Instructions to follow -> Report each line from the data below that holds the word "FpCategory".

[Data excerpts]
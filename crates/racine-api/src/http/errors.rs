//! RFC9457-style API error wrapper.

use axum::{
    Json,
    http::StatusCode,
    response::{IntoResponse, Response},
};

use crate::http::constants::{PROBLEM_BAD_REQUEST, PROBLEM_INTERNAL, PROBLEM_NOT_FOUND};
use crate::models::ProblemDetails;

/// Structured API error rendered as a problem document.
#[derive(Debug)]
pub(crate) struct ApiError {
    pub(crate) status: StatusCode,
    pub(crate) kind: &'static str,
    title: &'static str,
    detail: Option<String>,
}

impl ApiError {
    const fn new(status: StatusCode, kind: &'static str, title: &'static str) -> Self {
        Self {
            status,
            kind,
            title,
            detail: None,
        }
    }

    pub(crate) fn with_detail(mut self, detail: impl Into<String>) -> Self {
        self.detail = Some(detail.into());
        self
    }

    pub(crate) fn internal(message: impl Into<String>) -> Self {
        Self::new(
            StatusCode::INTERNAL_SERVER_ERROR,
            PROBLEM_INTERNAL,
            "internal server error",
        )
        .with_detail(message)
    }

    pub(crate) fn bad_request(detail: impl Into<String>) -> Self {
        Self::new(StatusCode::BAD_REQUEST, PROBLEM_BAD_REQUEST, "bad request").with_detail(detail)
    }

    pub(crate) fn not_found(detail: impl Into<String>) -> Self {
        Self::new(
            StatusCode::NOT_FOUND,
            PROBLEM_NOT_FOUND,
            "resource not found",
        )
        .with_detail(detail)
    }
}

impl IntoResponse for ApiError {
    fn into_response(self) -> Response {
        let body = ProblemDetails {
            kind: self.kind.to_string(),
            title: self.title.to_string(),
            status: self.status.as_u16(),
            detail: self.detail,
        };
        (self.status, Json(body)).into_response()
    }
}

#[cfg(test)]
mod tests {
    use super::*;

    #[test]
    fn constructors_map_to_status_and_kind() {
        let cases = [
            (
                ApiError::internal("boom"),
                StatusCode::INTERNAL_SERVER_ERROR,
                PROBLEM_INTERNAL,
            ),
            (
                ApiError::bad_request("bad"),
                StatusCode::BAD_REQUEST,
                PROBLEM_BAD_REQUEST,
            ),
            (
                ApiError::not_found("gone"),
                StatusCode::NOT_FOUND,
                PROBLEM_NOT_FOUND,
            ),
        ];
        for (err, status, kind) in cases {
            assert_eq!(err.status, status);
            assert_eq!(err.kind, kind);
            assert!(err.detail.is_some());
        }
    }

    #[test]
    fn into_response_preserves_status() {
        let response = ApiError::not_found("missing").into_response();
        assert_eq!(response.status(), StatusCode::NOT_FOUND);
    }
}
#![forbid(unsafe_code)]
#![deny(
    warnings,
    dead_code,
    unused,
    unused_imports,
    unused_must_use,
    unreachable_pub,
    clippy::all,
    clippy::pedantic,
    clippy::nursery,
    rustdoc::broken_intra_doc_links,
    rustdoc::bare_urls,
    missing_docs
)]

//! racine application bootstrap wiring.
//!
//! Layout: `bootstrap.rs` (config, logging and server wiring), `error.rs`
//! (application-level error aggregation).

/// Application bootstrap and environment loading.
pub mod bootstrap;
/// Application-level errors.
pub mod error;

pub use bootstrap::run_app;
pub use error::{AppError, AppResult};
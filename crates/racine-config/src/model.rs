//! Typed server configuration.

use std::net::SocketAddr;

use tracing::debug;

use crate::defaults::{
    DEFAULT_BIND_ADDR, DEFAULT_LOG_LEVEL, DEFAULT_TIME_ZONE, ENV_ALLOWED_HOSTS, ENV_BIND_ADDR,
    ENV_DEBUG, ENV_LOG_FORMAT, ENV_LOG_LEVEL, ENV_TIME_ZONE,
};
use crate::error::ConfigResult;
use crate::validate::{
    non_empty, parse_bind_addr, parse_bool, parse_host_list, parse_log_format,
};

/// Requested log output format. `None` in [`ServerConfig`] means "infer from the build".
#[derive(Clone, Copy, Debug, PartialEq, Eq)]
pub enum LogFormatPreference {
    /// Structured JSON lines.
    Json,
    /// Human-readable output.
    Pretty,
}

/// Hosts the API answers for, matched against the request `Host` header.
#[derive(Clone, Debug, PartialEq, Eq)]
pub enum HostAllowList {
    /// Accept every host.
    Any,
    /// Accept only the listed hosts. A leading dot (`.example.com`) also
    /// matches every subdomain.
    Hosts(Vec<String>),
}

impl HostAllowList {
    /// Whether a raw `Host` header value (port optional) is accepted.
    #[must_use]
    pub fn allows(&self, host_header: &str) -> bool {
        let entries = match self {
            Self::Any => return true,
            Self::Hosts(entries) => entries,
        };
        let host = host_without_port(host_header.trim()).to_ascii_lowercase();
        if host.is_empty() {
            return false;
        }
        entries.iter().any(|entry| {
            entry.strip_prefix('.').map_or_else(
                || *entry == host,
                |domain| host == domain || host.ends_with(entry.as_str()),
            )
        })
    }
}

fn host_without_port(value: &str) -> &str {
    if value.starts_with('[') {
        return value
            .find(']')
            .map_or(value, |end| &value[..=end]);
    }
    value.rsplit_once(':').map_or(value, |(host, _)| host)
}

/// Runtime configuration for the API server.
#[derive(Clone, Debug, PartialEq, Eq)]
pub struct ServerConfig {
    /// Socket the HTTP listener binds to.
    pub bind_addr: SocketAddr,
    /// Accepted `Host` header values.
    pub allowed_hosts: HostAllowList,
    /// Debug mode toggle.
    pub debug: bool,
    /// Default tracing directive used when `RUST_LOG` is unset.
    pub log_level: String,
    /// Explicit log format, if configured.
    pub log_format: Option<LogFormatPreference>,
    /// Time zone label recorded on the bootstrap span.
    pub time_zone: String,
}

impl Default for ServerConfig {
    fn default() -> Self {
        Self {
            bind_addr: SocketAddr::from(([0, 0, 0, 0], 8000)),
            allowed_hosts: HostAllowList::Any,
            debug: false,
            log_level: DEFAULT_LOG_LEVEL.to_string(),
            log_format: None,
            time_zone: DEFAULT_TIME_ZONE.to_string(),
        }
    }
}

impl ServerConfig {
    /// Load configuration from the process environment.
    ///
    /// # Errors
    ///
    /// Returns an error when any variable is present but invalid.
    pub fn from_env() -> ConfigResult<Self> {
        Self::from_lookup(|name| std::env::var(name).ok())
    }

    /// Load configuration through an arbitrary variable lookup. Blank values
    /// are treated as unset.
    ///
    /// # Errors
    ///
    /// Returns an error when any variable is present but invalid.
    pub fn from_lookup<F>(lookup: F) -> ConfigResult<Self>
    where
        F: Fn(&str) -> Option<String>,
    {
        let get = |name: &str| lookup(name).filter(|value| !value.trim().is_empty());

        let bind_addr = parse_bind_addr(
            ENV_BIND_ADDR,
            get(ENV_BIND_ADDR).as_deref().unwrap_or(DEFAULT_BIND_ADDR),
        )?;
        let allowed_hosts = match get(ENV_ALLOWED_HOSTS) {
            Some(raw) => parse_host_list(&raw)?,
            None => HostAllowList::Any,
        };
        let debug = match get(ENV_DEBUG) {
            Some(raw) => parse_bool(ENV_DEBUG, &raw)?,
            None => false,
        };
        let log_level = non_empty(
            ENV_LOG_LEVEL,
            get(ENV_LOG_LEVEL).as_deref().unwrap_or(DEFAULT_LOG_LEVEL),
        )?;
        let log_format = get(ENV_LOG_FORMAT)
            .map(|raw| parse_log_format(ENV_LOG_FORMAT, &raw))
            .transpose()?;
        let time_zone = non_empty(
            ENV_TIME_ZONE,
            get(ENV_TIME_ZONE).as_deref().unwrap_or(DEFAULT_TIME_ZONE),
        )?;

        let config = Self {
            bind_addr,
            allowed_hosts,
            debug,
            log_level,
            log_format,
            time_zone,
        };
        debug!(?config, "server configuration loaded");
        Ok(config)
    }

    /// Effective log format: explicit setting first, then pretty in debug mode.
    #[must_use]
    pub const fn effective_log_format(&self) -> Option<LogFormatPreference> {
        match self.log_format {
            Some(format) => Some(format),
            None if self.debug => Some(LogFormatPreference::Pretty),
            None => None,
        }
    }
}

#[cfg(test)]
mod tests {
    use super::*;
    use crate::ConfigError;
    use std::collections::HashMap;

    fn lookup_from(pairs: &[(&str, &str)]) -> impl Fn(&str) -> Option<String> {
        let map: HashMap<String, String> = pairs
            .iter()
            .map(|(key, value)| ((*key).to_string(), (*value).to_string()))
            .collect();
        move |name| map.get(name).cloned()
    }

    #[test]
    fn empty_environment_yields_defaults() {
        let config = ServerConfig::from_lookup(lookup_from(&[]));
        assert_eq!(config, Ok(ServerConfig::default()));
    }

    #[test]
    fn explicit_values_are_applied() -> Result<(), ConfigError> {
        let config = ServerConfig::from_lookup(lookup_from(&[
            (ENV_BIND_ADDR, "127.0.0.1:9000"),
            (ENV_ALLOWED_HOSTS, "app.example.com,.internal"),
            (ENV_DEBUG, "true"),
            (ENV_LOG_LEVEL, "debug,hyper=warn"),
            (ENV_LOG_FORMAT, "json"),
            (ENV_TIME_ZONE, "Europe/Paris"),
        ]))?;
        assert_eq!(config.bind_addr, SocketAddr::from(([127, 0, 0, 1], 9000)));
        assert!(config.debug);
        assert_eq!(config.log_level, "debug,hyper=warn");
        assert_eq!(config.log_format, Some(LogFormatPreference::Json));
        assert_eq!(config.time_zone, "Europe/Paris");
        assert_eq!(
            config.allowed_hosts,
            HostAllowList::Hosts(vec!["app.example.com".into(), ".internal".into()])
        );
        Ok(())
    }

    #[test]
    fn blank_values_fall_back_to_defaults() {
        let config = ServerConfig::from_lookup(lookup_from(&[
            (ENV_ALLOWED_HOSTS, ""),
            (ENV_LOG_LEVEL, "  "),
        ]));
        assert_eq!(config, Ok(ServerConfig::default()));
    }

    #[test]
    fn invalid_values_name_the_variable() {
        let err = ServerConfig::from_lookup(lookup_from(&[(ENV_DEBUG, "sometimes")]));
        assert!(matches!(
            err,
            Err(ConfigError::InvalidField {
                field: ENV_DEBUG,
                ..
            })
        ));
    }

    #[test]
    fn debug_mode_prefers_pretty_logs() {
        let mut config = ServerConfig {
            debug: true,
            ..ServerConfig::default()
        };
        assert_eq!(
            config.effective_log_format(),
            Some(LogFormatPreference::Pretty)
        );
        config.log_format = Some(LogFormatPreference::Json);
        assert_eq!(
            config.effective_log_format(),
            Some(LogFormatPreference::Json)
        );
        config.debug = false;
        config.log_format = None;
        assert_eq!(config.effective_log_format(), None);
    }

    #[test]
    fn host_allow_list_matching() {
        let list = HostAllowList::Hosts(vec!["app.example.com".into(), ".internal".into()]);
        assert!(list.allows("app.example.com"));
        assert!(list.allows("APP.example.com:8080"));
        assert!(list.allows("internal"));
        assert!(list.allows("api.internal:8000"));
        assert!(!list.allows("evil.com"));
        assert!(!list.allows("notinternal"));
        assert!(!list.allows(""));
        assert!(HostAllowList::Any.allows("anything"));

        let ipv6 = HostAllowList::Hosts(vec!["[::1]".into()]);
        assert!(ipv6.allows("[::1]:8000"));
        assert!(ipv6.allows("[::1]"));
    }
}
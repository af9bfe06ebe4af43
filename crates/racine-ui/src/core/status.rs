//! Backend status value shown on the page.
//!
//! # Design
//! - Three states only: pending, the JSON text of the health response, or the fallback.
//! - Settles at most once; a settled status never returns to pending.

use crate::core::json;
use crate::core::probe::ProbeError;

/// Text shown while the health probe is in flight.
pub const PENDING_TEXT: &str = "...";
/// Text shown when the probe failed for any reason.
pub const FAILURE_TEXT: &str = "erreur";

/// Outcome of the one-shot health probe.
#[derive(Clone, Debug, Default, PartialEq, Eq)]
pub enum ApiStatus {
    /// Probe not resolved yet.
    #[default]
    Pending,
    /// Compact JSON serialisation of the decoded response body.
    Ready(String),
    /// Probe failed (transport, body read or decode).
    Failed,
}

impl ApiStatus {
    /// Build the status from a raw response body: decodable JSON becomes
    /// [`ApiStatus::Ready`], anything else [`ApiStatus::Failed`].
    #[must_use]
    pub fn from_body(body: &str) -> Self {
        decode_body(body).map_or(Self::Failed, Self::Ready)
    }

    /// Text rendered inside the status `<code>` span.
    #[must_use]
    pub fn text(&self) -> &str {
        match self {
            Self::Pending => PENDING_TEXT,
            Self::Ready(json) => json,
            Self::Failed => FAILURE_TEXT,
        }
    }

    /// Whether the probe is still outstanding.
    #[must_use]
    pub const fn is_pending(&self) -> bool {
        matches!(self, Self::Pending)
    }

    /// Move from pending to `outcome`. Returns `false` (leaving `self`
    /// untouched) when already settled or when `outcome` is itself pending.
    pub fn settle(&mut self, outcome: Self) -> bool {
        if !self.is_pending() || outcome.is_pending() {
            return false;
        }
        *self = outcome;
        true
    }
}

/// Parse `body` as JSON and serialise it back the way the browser's
/// `JSON.stringify` would.
///
/// # Errors
///
/// Returns [`ProbeError::Decode`] when the body is not a single JSON value.
pub fn decode_body(body: &str) -> Result<String, ProbeError> {
    json::parse(body).map(|value| json::stringify(&value))
}

#[cfg(test)]
mod tests {
    use super::*;

    #[test]
    fn pending_is_the_initial_state() {
        let status = ApiStatus::default();
        assert!(status.is_pending());
        assert_eq!(status.text(), "...");
    }

    #[test]
    fn json_bodies_are_reserialised_compactly() {
        assert_eq!(
            ApiStatus::from_body(r#"{"ok":true}"#).text(),
            r#"{"ok":true}"#
        );
        assert_eq!(
            ApiStatus::from_body("{ \"status\" : \"ok\" }\n").text(),
            r#"{"status":"ok"}"#
        );
        assert_eq!(ApiStatus::from_body("null").text(), "null");
        assert_eq!(ApiStatus::from_body("[1, 2]").text(), "[1,2]");
    }

    #[test]
    fn numbers_follow_browser_formatting() {
        assert_eq!(
            ApiStatus::from_body(r#"{"v":1.0,"w":1e2,"x":-0,"y":1e400}"#).text(),
            r#"{"v":1,"w":100,"x":0,"y":null}"#
        );
    }

    #[test]
    fn object_key_order_is_preserved() {
        assert_eq!(
            ApiStatus::from_body(r#"{"zeta":1,"alpha":{"b":2,"a":3}}"#).text(),
            r#"{"zeta":1,"alpha":{"b":2,"a":3}}"#
        );
    }

    #[test]
    fn undecodable_bodies_fail() {
        for body in ["", "<html>502 Bad Gateway</html>", "{\"ok\":", "ok"] {
            assert_eq!(ApiStatus::from_body(body), ApiStatus::Failed, "{body:?}");
        }
        assert_eq!(ApiStatus::Failed.text(), "erreur");
    }

    #[test]
    fn settle_is_one_way() {
        let mut status = ApiStatus::Pending;
        assert!(!status.settle(ApiStatus::Pending));
        assert!(status.settle(ApiStatus::Ready("{}".into())));
        assert!(!status.settle(ApiStatus::Failed));
        assert_eq!(status, ApiStatus::Ready("{}".into()));
    }

    #[test]
    fn decode_reports_errors() {
        assert!(matches!(
            decode_body("nope"),
            Err(ProbeError::Decode { .. })
        ));
    }
}
//! JSON re-serialisation matching the browser's `JSON.stringify(JSON.parse(body))`.
//!
//! # Design
//! - Numbers are read as IEEE doubles and printed with ECMAScript `Number::toString`
//!   rules; values overflowing a double print as `null`.
//! - Object keys that are array indices come first in ascending order, the rest
//!   keep their first-seen position.
//! - Nesting is bounded by [`MAX_DEPTH`] instead of serde's default limit.

use std::num::FpCategory;

use serde::Deserialize;
use serde_json::{Map, Value};

use crate::core::probe::ProbeError;

/// Deepest array/object nesting accepted in a response body.
pub const MAX_DEPTH: usize = 512;

/// Parse a complete JSON document.
///
/// # Errors
///
/// Returns [`ProbeError::Decode`] for invalid JSON, trailing characters, or
/// nesting deeper than [`MAX_DEPTH`].
pub fn parse(body: &str) -> Result<Value, ProbeError> {
    if nesting_depth(body) > MAX_DEPTH {
        return Err(ProbeError::Decode {
            detail: format!("nesting deeper than {MAX_DEPTH} levels"),
        });
    }
    let mut deserializer = serde_json::Deserializer::from_str(body);
    deserializer.disable_recursion_limit();
    let value = Value::deserialize(&mut deserializer).map_err(decode_error)?;
    deserializer.end().map_err(decode_error)?;
    Ok(value)
}

/// Serialise `value` compactly, the way `JSON.stringify` would.
#[must_use]
pub fn stringify(value: &Value) -> String {
    let mut out = String::new();
    write_value(&mut out, value);
    out
}

fn decode_error(err: serde_json::Error) -> ProbeError {
    ProbeError::Decode {
        detail: err.to_string(),
    }
}

fn nesting_depth(body: &str) -> usize {
    let (mut depth, mut deepest) = (0_usize, 0_usize);
    let (mut in_string, mut escaped) = (false, false);
    for byte in body.bytes() {
        if in_string {
            match (escaped, byte) {
                (true, _) => escaped = false,
                (false, b'\\') => escaped = true,
                (false, b'"') => in_string = false,
                _ => {}
            }
            continue;
        }
        match byte {
            b'"' => in_string = true,
            b'[' | b'{' => {
                depth += 1;
                deepest = deepest.max(depth);
            }
            b']' | b'}' => depth = depth.saturating_sub(1),
            _ => {}
        }
    }
    deepest
}

fn write_value(out: &mut String, value: &Value) {
    match value {
        Value::Null => out.push_str("null"),
        Value::Bool(flag) => out.push_str(if *flag { "true" } else { "false" }),
        Value::Number(number) => out.push_str(&format_number(&number.to_string())),
        Value::String(text) => write_string(out, text),
        Value::Array(items) => {
            out.push('[');
            for (position, item) in items.iter().enumerate() {
                if position > 0 {
                    out.push(',');
                }
                write_value(out, item);
            }
            out.push(']');
        }
        Value::Object(map) => {
            out.push('{');
            for (position, (key, item)) in ordered_entries(map).into_iter().enumerate() {
                if position > 0 {
                    out.push(',');
                }
                write_string(out, key);
                out.push(':');
                write_value(out, item);
            }
            out.push('}');
        }
    }
}

fn write_string(out: &mut String, text: &str) {
    out.push_str(&Value::String(text.to_owned()).to_string());
}

fn ordered_entries(map: &Map<String, Value>) -> Vec<(&String, &Value)> {
    let (mut indexed, named): (Vec<_>, Vec<_>) =
        map.iter().partition(|(key, _)| array_index(key).is_some());
    indexed.sort_by_key(|(key, _)| array_index(key));
    indexed.extend(named);
    indexed
}

/// Canonical array index: `0..=2^32 - 2` without sign or leading zeros.
fn array_index(key: &str) -> Option<u32> {
    key.parse::<u32>()
        .ok()
        .filter(|index| *index != u32::MAX && index.to_string() == key)
}

/// ECMAScript `Number::toString` for a JSON number literal.
fn format_number(literal: &str) -> String {
    let Ok(value) = literal.parse::<f64>() else {
        return "null".to_string();
    };
    match value.classify() {
        FpCategory::Nan | FpCategory::Infinite => "null".to_string(),
        FpCategory::Zero => "0".to_string(),
        FpCategory::Normal | FpCategory::Subnormal => {
            if (1e-6..1e21).contains(&value.abs()) {
                value.to_string()
            } else {
                let scientific = format!("{value:e}");
                match scientific.split_once('e') {
                    Some((mantissa, exponent)) if !exponent.starts_with('-') => {
                        format!("{mantissa}e+{exponent}")
                    }
                    _ => scientific,
                }
            }
        }
    }
}
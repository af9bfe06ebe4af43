//! Request ID middleware helpers for Tower-compatible stacks.

use tower_http::request_id::{MakeRequestUuid, PropagateRequestIdLayer, SetRequestIdLayer};

/// Factory for the `x-request-id` generator layer.
#[must_use]
pub fn set_request_id_layer() -> SetRequestIdLayer<MakeRequestUuid> {
    SetRequestIdLayer::x_request_id(MakeRequestUuid)
}

/// Layer that propagates an incoming `x-request-id` header onto the response.
#[must_use]
pub fn propagate_request_id_layer() -> PropagateRequestIdLayer {
    PropagateRequestIdLayer::x_request_id()
}
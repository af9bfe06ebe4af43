//! HTTP surface modules (router, handlers, middleware).

/// Shared constants and header names for HTTP surfaces.
pub mod constants;
/// Problem response helpers and error types.
pub mod errors;
/// Health, ping and metrics endpoints.
pub mod health;
/// Host header allow-list middleware.
pub mod hosts;
/// Router construction and server host.
pub mod router;
/// Metrics middleware for HTTP requests.
pub mod telemetry;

Answer section ->
use std::num::FpCategory;
        FpCategory::Nan | FpCategory::Infinite => "null".to_string(),
        FpCategory::Zero => "0".to_string(),
        FpCategory::Normal | FpCategory::Subnormal => {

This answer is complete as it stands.